“Become known for being an effective trustee, not as the person with a visual impairment on the board”
This is the advice from Alun Davis who has served as a trustee on multiple local organisations for more than three decades.
Alun, born a proud Welshman and now living in Bristol for the last 30 years, started losing his sight at 14 due to a genetic condition and went totally blind aged 18.
After being one of its first paid staff 27 years ago, Alun returned to the West of England Centre for Inclusive Living (WECIL) as a trustee in February 2019. This award winning, user led organisation is dedicated to supporting independent living to create a more inclusive society.
Alun is the only person with a visual impairment on WECIL’s board. He said: “I would like to see more Disabled people in public roles. Not just on boards of organisations that campaign around Disabled people’s issues but in mainstream activity. Disabled people being seen to be active and effective is a good thing and will help change public perception.
“The reason I am on the board is to be a competent effective trustee. As a trustee I genuinely understand what the organisation is there for and I enjoy being part of these structures. I know I have much to contribute through my experience and knowledge. I strive to be the best quality trustee that I possibly can be.”
In terms of his understanding of his role as a trustee Alun explains: “Transparent governance is key within any charity and voluntary organisation. Our role as trustee is to take a strategic view on where the organisation is going, ensure its policies are correct and it remains solvent. It is very important as a trustee you understand you are not there to get involved in day-to-day management issues. Many people become trustees because they are passionate about the cause the organisation is working on. I would ask anyone who is getting involved for those reasons to try and get a bit of detachment – otherwise you will get frustrated.
“My advice to any prospective trustee is to be clear on why you want to do it. Understand the organisation in advance. Look at its practises and policies, and maybe chat in advance with the chair. Don’t expect people outside the sight loss sector to understand VI issues. As long as you are competent, effective and can do the job, your visual impairment is irrelevant – providing your access needs are met.”
He believes he has influenced the accessible practises of the boards in which he has served. He said: “When I first became a trustee the challenges were greater in that it was harder to make papers and materials accessible. As digital technology has developed, it has made life easier. Boards members know to send any presentations in advance and do indicate who they are as they speak in meetings.”
He went on to mention some of his own strategies for being comfortable at meetings and therefore the most effective operator he can be: “Whenever I attend a management committee I arrive early so I can choose my seat and familiarise myself with the environment. I tend to sit near the door at the head of table so I can hear where people are speaking from and can leave the room without having to get around people.”
In addition to the trusteeships, Alun has always worked full time. In the 33 years Alun has worked, he has had only six months not in employment. He spent much of this time working in social services before joining Thomas Pocklington Trust as the Engagement Manager for the West of England Sight Loss Councils in November 2018.
He said: “When I started as a social worker, I had Braille keyboards to enable me to take notes.
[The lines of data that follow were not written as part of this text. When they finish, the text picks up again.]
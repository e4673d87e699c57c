//! Core control-plane components (C1-C10 — see crate-level docs for how
//! they compose into a streamer pipeline).

pub mod health;
pub mod obs;
pub mod pipeline;
pub mod port_allocator;
pub mod relay;
pub mod relay_group;
pub mod srt_group;
pub mod srt_link;
pub mod supervisor;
I became a user of the screen-reading software Jaws in 1998 and have used it ever since. This, combined with the move in all organisations to doing things electronically, has made me less dependent on support workers to read content to me.”
Like many Disabled people Alun has experienced some discrimination in getting jobs and in the workplace. He believes the economic climate following COVID-19 will probably exacerbate this but could also create opportunities. He explained: “Virtual platforms such as Zoom are definitely accessible to people with a visual impairment. Many companies are shifting to staff permanently home working and, providing the employer supplies the accessible equipment, this could make someone with a visual impairment a much more equal candidate.
Home working will also take away the stress and complication of commuting and having to use Access to Work, which can be very challenging. As someone who is totally blind, talking to people over Zoom is no different than being face-to-face – it is much more my environment.”
His final piece of advice to blind and partially sighted people considering becoming a trustee: “If you are going into an organisation which has no experience of VI issues or Disabled people, you may find them reticent and uncertain at first. Be good at what you are there to do. Your role is to be a trustee and not to necessarily raise VI issues. Become known for being an effective trustee, not as the person with a visual impairment on the board.”